HPC Cluster Queues, Policies, and Hardware Overview

Summary

Reference information for the Bowdoin HPC Slurm cluster, including queue (partition) descriptions, job policies and resource limits, and a hardware overview suitable for grant proposals.

Body

Questions

  • What queues are available on the Bowdoin HPC cluster?
  • What are the resource limits for HPC jobs?
  • What is the maximum number of CPU cores I can request?
  • What is the maximum runtime for an HPC job?
  • How many jobs can I run at the same time?
  • What is the difference between the main, gpu, and highmem queues?
  • What hardware does the Bowdoin HPC cluster have?
  • How do I describe the HPC cluster in a grant proposal?

Environment

This article is a reference for Bowdoin faculty, students, and researchers using the HPC Slurm cluster.

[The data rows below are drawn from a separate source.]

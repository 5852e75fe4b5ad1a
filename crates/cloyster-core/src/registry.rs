use crate::CoreError;
use cloyster_schema::{PlanFile, StepAction};
use std::collections::{BTreeSet, HashMap};
use std::path::Path;

/// A named unit of configuration work.
#[derive(Debug, Clone, PartialEq, Eq)]
pub struct Step {
    pub id: String,
    pub depends_on: Vec<String>,
    pub action: StepAction,
}

impl Step {
    pub fn new(id: &str, action: impl Into<StepAction>) -> Self {
        Self {
            id: id.to_owned(),
            depends_on: Vec::new(),
            action: action.into(),
        }
    }

    #[must_use]
    pub fn after(mut self, dependencies: &[&str]) -> Self {
        self.depends_on
            .extend(dependencies.iter().map(|d| (*d).to_owned()));
        self
    }

    fn mount_target(&self) -> Option<&Path> {
        match &self.action {
            StepAction::Mount(spec) => Some(&spec.target),
            StepAction::Service(_) => None,
        }
    }
}

/// Steps in the order they must run. Every step appears exactly once and
/// after all of its dependencies.
#[derive(Debug, Clone, Default)]
pub struct RunPlan {
    steps: Vec<Step>,
}

impl RunPlan {
    pub fn steps(&self) -> &[Step] {
        &self.steps
    }

    pub fn ids(&self) -> Vec<String> {
        self.steps.iter().map(|s| s.id.clone()).collect()
    }

    pub fn get(&self, id: &str) -> Option<&Step> {
        self.steps.iter().find(|s| s.id == id)
    }

    pub fn len(&self) -> usize {
        self.steps.len()
    }

    pub fn is_empty(&self) -> bool {
        self.steps.is_empty()
    }
}

/// Collects steps and orders them by their declared dependencies.
#[derive(Debug, Default)]
pub struct StepRegistry {
    steps: Vec<Step>,
    index: HashMap<String, usize>,
}

impl StepRegistry {
    pub fn new() -> Self {
        Self::default()
    }

    /// Register every step of a parsed plan file, in file order.
    pub fn from_plan_file(plan: &PlanFile) -> Result<Self, CoreError> {
        let mut registry = Self::new();
        for spec in &plan.steps {
            registry.register(Step {
                id: spec.id.clone(),
                depends_on: spec.depends_on.clone(),
                action: spec.action.clone(),
            })?;
        }
        Ok(registry)
    }

    pub fn register(&mut self, step: Step) -> Result<(), CoreError> {
        if self.index.contains_key(&step.id) {
            return Err(CoreError::DuplicateStep(step.id));
        }
        if let Some(target) = step.mount_target() {
            if let Some(other) = self
                .steps
                .iter()
                .find(|s| s.mount_target() == Some(target))
            {
                let target = target.to_path_buf();
                return Err(CoreError::DuplicateMountTarget {
                    first: other.id.clone(),
                    second: step.id,
                    target,
                });
            }
        }
        self.index.insert(step.id.clone(), self.steps.len());
        self.steps.push(step);
        Ok(())
    }

    pub fn len(&self) -> usize {
        self.steps.len()
    }

    pub fn is_empty(&self) -> bool {
        self.steps.is_empty()
    }

    pub fn contains(&self, id: &str) -> bool {
        self.index.contains_key(id)
    }

    /// Topologically order the registered steps (Kahn's algorithm).
    ///
    /// Among steps that are ready at the same time, the one registered first
    /// runs first, so the order is stable across invocations.
    pub fn plan(&self) -> Result<RunPlan, CoreError> {
        let n = self.steps.len();
        let mut indegree = vec![0usize; n];
        let mut dependents: Vec<Vec<usize>> = vec![Vec::new(); n];

        for (idx, step) in self.steps.iter().enumerate() {
            for dep in &step.depends_on {
                let dep_idx =
                    self.index
                        .get(dep)
                        .copied()
                        .ok_or_else(|| CoreError::UnknownDependency {
                            step: step.id.clone(),
                            dependency: dep.clone(),
                        })?;
                indegree[idx] += 1;
                dependents[dep_idx].push(idx);
            }
        }

        let mut ready: BTreeSet<usize> = (0..n).filter(|&i| indegree[i] == 0).collect();
        let mut order = Vec::with_capacity(n);
        while let Some(idx) = ready.pop_first() {
            order.push(idx);
            for &next in &dependents[idx] {
                indegree[next] -= 1;
                if indegree[next] == 0 {
                    ready.insert(next);
                }
            }
        }

        if order.len() < n {
            return Err(CoreError::Cycle(self.cycle_members(&indegree)));
        }

        Ok(RunPlan {
            steps: order.into_iter().map(|i| self.steps[i].clone()).collect(),
        })
    }

    /// Names of the steps on a cycle, given the in-degrees Kahn left behind.
    /// Steps that merely wait on a cycle are pruned.
    fn cycle_members(&self, indegree: &[usize]) -> Vec<String> {
        let mut remaining: Vec<bool> = indegree.iter().map(|&d| d > 0).collect();
        loop {
            let mut pruned = false;
            for idx in 0..self.steps.len() {
                if !remaining[idx] {
                    continue;
                }
                let id = &self.steps[idx].id;
                let needed = self.steps.iter().enumerate().any(|(other, step)| {
                    remaining[other] && step.depends_on.iter().any(|d| d == id)
                });
                if !needed {
                    remaining[idx] = false;
                    pruned = true;
                }
            }
            if !pruned {
                break;
            }
        }
        self.steps
            .iter()
            .zip(remaining)
            .filter_map(|(step, on_cycle)| on_cycle.then(|| step.id.clone()))
            .collect()
    }
}
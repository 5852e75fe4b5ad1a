//! In-memory host backends for tests and dry environments.

use crate::mount::{MountEntry, MountTable};
use crate::service::{SystemdBus, UnitState};
use crate::HostError;
use cloyster_schema::{MountSpec, UnitOp};
use std::collections::{HashMap, HashSet};
use std::path::{Path, PathBuf};
use std::sync::atomic::{AtomicUsize, Ordering};
use std::sync::{Mutex, MutexGuard};

fn lock<T>(mutex: &Mutex<T>) -> Result<MutexGuard<'_, T>, HostError> {
    mutex
        .lock()
        .map_err(|e| HostError::Backend(format!("mutex poisoned: {e}")))
}

#[derive(Default)]
pub struct MockMountTable {
    entries: Mutex<Vec<MountEntry>>,
    failing: Mutex<HashSet<PathBuf>>,
    mount_calls: AtomicUsize,
    unmount_calls: AtomicUsize,
}

impl MockMountTable {
    pub fn new() -> Self {
        Self::default()
    }

    /// Pretend `entry` was mounted before this process started.
    pub fn preload(&self, entry: MountEntry) {
        if let Ok(mut entries) = self.entries.lock() {
            entries.push(entry);
        }
    }

    /// Make every mount and unmount of `target` fail.
    pub fn fail_mount(&self, target: &Path) {
        if let Ok(mut failing) = self.failing.lock() {
            failing.insert(target.to_path_buf());
        }
    }

    pub fn clear_failures(&self) {
        if let Ok(mut failing) = self.failing.lock() {
            failing.clear();
        }
    }

    pub fn mount_calls(&self) -> usize {
        self.mount_calls.load(Ordering::SeqCst)
    }

    pub fn unmount_calls(&self) -> usize {
        self.unmount_calls.load(Ordering::SeqCst)
    }

    pub fn mounted_targets(&self) -> Vec<PathBuf> {
        self.entries
            .lock()
            .map(|entries| entries.iter().map(|e| e.target.clone()).collect())
            .unwrap_or_default()
    }

    fn is_failing(&self, target: &Path) -> Result<bool, HostError> {
        Ok(lock(&self.failing)?.contains(target))
    }
}

impl MountTable for MockMountTable {
    fn name(&self) -> &str {
        "mock"
    }

    fn find(&self, target: &Path) -> Result<Option<MountEntry>, HostError> {
        Ok(lock(&self.entries)?
            .iter()
            .rev()
            .find(|e| e.target == target)
            .cloned())
    }

    fn mount(&self, spec: &MountSpec) -> Result<(), HostError> {
        self.mount_calls.fetch_add(1, Ordering::SeqCst);
        if self.is_failing(&spec.target)? {
            return Err(HostError::MountFailed {
                target: spec.target.clone(),
                reason: "mount: special device does not exist".to_owned(),
            });
        }
        lock(&self.entries)?.push(MountEntry::from_spec(spec));
        Ok(())
    }

    fn unmount(&self, target: &Path) -> Result<(), HostError> {
        self.unmount_calls.fetch_add(1, Ordering::SeqCst);
        if self.is_failing(target)? {
            return Err(HostError::UnmountFailed {
                target: target.to_path_buf(),
                reason: "umount: target is busy".to_owned(),
            });
        }
        let mut entries = lock(&self.entries)?;
        match entries.iter().rposition(|e| e.target == target) {
            Some(idx) => {
                entries.remove(idx);
                Ok(())
            }
            None => Err(HostError::UnmountFailed {
                target: target.to_path_buf(),
                reason: "umount: not mounted".to_owned(),
            }),
        }
    }
}

/// Failure a [`MockSystemd`] can be scripted to return.
#[derive(Debug, Clone, Copy, PartialEq, Eq)]
pub enum MockFailure {
    Unreachable,
    Rejected,
    NoSuchUnit,
    /// The operation takes effect but the caller sees a timeout.
    LostReply,
}

impl MockFailure {
    fn to_error(self, unit: &str, op: UnitOp) -> HostError {
        match self {
            MockFailure::Unreachable | MockFailure::LostReply => {
                HostError::Unreachable(format!("{op} {unit}: method call timed out"))
            }
            MockFailure::Rejected => HostError::Rejected {
                unit: unit.to_owned(),
                op: op.to_string(),
                reason: "org.freedesktop.systemd1.UnitMasked".to_owned(),
            },
            MockFailure::NoSuchUnit => HostError::NoSuchUnit(unit.to_owned()),
        }
    }
}

#[derive(Debug, Clone, Copy, Default)]
struct MockUnit {
    enabled: bool,
    active: bool,
}

#[derive(Default)]
pub struct MockSystemd {
    units: Mutex<HashMap<String, MockUnit>>,
    journal: Mutex<Vec<(UnitOp, String)>>,
    scripted: Mutex<HashMap<(UnitOp, String), (MockFailure, usize)>>,
    reloads: AtomicUsize,
    lenient: bool,
}

impl MockSystemd {
    pub fn new() -> Self {
        Self::default()
    }

    /// A bus on which every unit exists, initially disabled and inactive.
    pub fn lenient() -> Self {
        Self {
            lenient: true,
            ..Self::default()
        }
    }

    pub fn add_unit(&self, unit: &str, enabled: bool, active: bool) {
        if let Ok(mut units) = self.units.lock() {
            units.insert(unit.to_owned(), MockUnit { enabled, active });
        }
    }

    /// Fail the next `times` calls of `op` on `unit`.
    pub fn fail_times(&self, op: UnitOp, unit: &str, failure: MockFailure, times: usize) {
        if let Ok(mut scripted) = self.scripted.lock() {
            scripted.insert((op, unit.to_owned()), (failure, times));
        }
    }

    /// Every operation that reached a unit, in call order, successful or not.
    pub fn journal(&self) -> Vec<(UnitOp, String)> {
        self.journal
            .lock()
            .map(|j| j.clone())
            .unwrap_or_default()
    }

    pub fn count(&self, op: UnitOp) -> usize {
        self.journal().iter().filter(|(o, _)| *o == op).count()
    }

    pub fn reloads(&self) -> usize {
        self.reloads.load(Ordering::SeqCst)
    }

    fn apply(&self, unit: &str, op: UnitOp) -> Result<(), HostError> {
        lock(&self.journal)?.push((op, unit.to_owned()));

        let failure = {
            let mut scripted = lock(&self.scripted)?;
            match scripted.get_mut(&(op, unit.to_owned())) {
                Some((failure, remaining)) if *remaining > 0 => {
                    *remaining -= 1;
                    Some(*failure)
                }
                _ => None,
            }
        };
        if let Some(failure) = failure.filter(|f| *f != MockFailure::LostReply) {
            return Err(failure.to_error(unit, op));
        }

        let mut units = lock(&self.units)?;
        if self.lenient {
            units.entry(unit.to_owned()).or_default();
        }
        let state = units
            .get_mut(unit)
            .ok_or_else(|| HostError::NoSuchUnit(unit.to_owned()))?;
        match op {
            UnitOp::Enable => state.enabled = true,
            UnitOp::Disable => state.enabled = false,
            UnitOp::Start | UnitOp::Restart => state.active = true,
            UnitOp::Stop => state.active = false,
            UnitOp::Reload if !state.active => {
                return Err(HostError::Rejected {
                    unit: unit.to_owned(),
                    op: op.to_string(),
                    reason: "org.freedesktop.systemd1.UnitInactive".to_owned(),
                });
            }
            UnitOp::Reload => {}
        }

        match failure {
            Some(lost) => Err(lost.to_error(unit, op)),
            None => Ok(()),
        }
    }
}

impl SystemdBus for MockSystemd {
    fn name(&self) -> &str {
        "mock"
    }

    fn unit_state(&self, unit: &str) -> Result<UnitState, HostError> {
        let units = lock(&self.units)?;
        let known = units
            .get(unit)
            .copied()
            .or_else(|| self.lenient.then(MockUnit::default));
        Ok(match known {
            Some(u) => UnitState {
                load_state: "loaded".to_owned(),
                active_state: if u.active { "active" } else { "inactive" }.to_owned(),
                file_state: if u.enabled { "enabled" } else { "disabled" }.to_owned(),
            },
            None => UnitState {
                load_state: "not-found".to_owned(),
                active_state: "inactive".to_owned(),
                file_state: String::new(),
            },
        })
    }

    fn start(&self, unit: &str) -> Result<(), HostError> {
        self.apply(unit, UnitOp::Start)
    }

    fn stop(&self, unit: &str) -> Result<(), HostError> {
        self.apply(unit, UnitOp::Stop)
    }

    fn enable(&self, unit: &str) -> Result<(), HostError> {
        self.apply(unit, UnitOp::Enable)
    }

    fn disable(&self, unit: &str) -> Result<(), HostError> {
        self.apply(unit, UnitOp::Disable)
    }

    fn reload(&self, unit: &str) -> Result<(), HostError> {
        self.apply(unit, UnitOp::Reload)
    }

    fn restart(&self, unit: &str) -> Result<(), HostError> {
        self.apply(unit, UnitOp::Restart)
    }

    fn reload_daemon(&self) -> Result<(), HostError> {
        self.reloads.fetch_add(1, Ordering::SeqCst);
        Ok(())
    }
}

It covers cluster queues (also called partitions in Slurm), job policies, resource limits, and hardware specifications.

Resolution

Queue (Partition) Descriptions

The Bowdoin HPC Slurm cluster organizes resources into queues (Slurm calls these "partitions"). When submitting a job, you can specify which queue to use with the -p option. If you do not specify a queue, your job is submitted to the main queue by default.

  • main — the default queue. Provides access to standard compute nodes with up to 370 GB of RAM per node.
  • gpu — for jobs that require GPU computing. You must also specify the GPU type with the --gres option. See Use GPU and High-Memory Resources on the HPC Cluster in the Related Articles section.
  • highmem — for jobs that require more than 370 GB of RAM per node, up to 2 TB. Use the --mem option to specify the amount of memory needed.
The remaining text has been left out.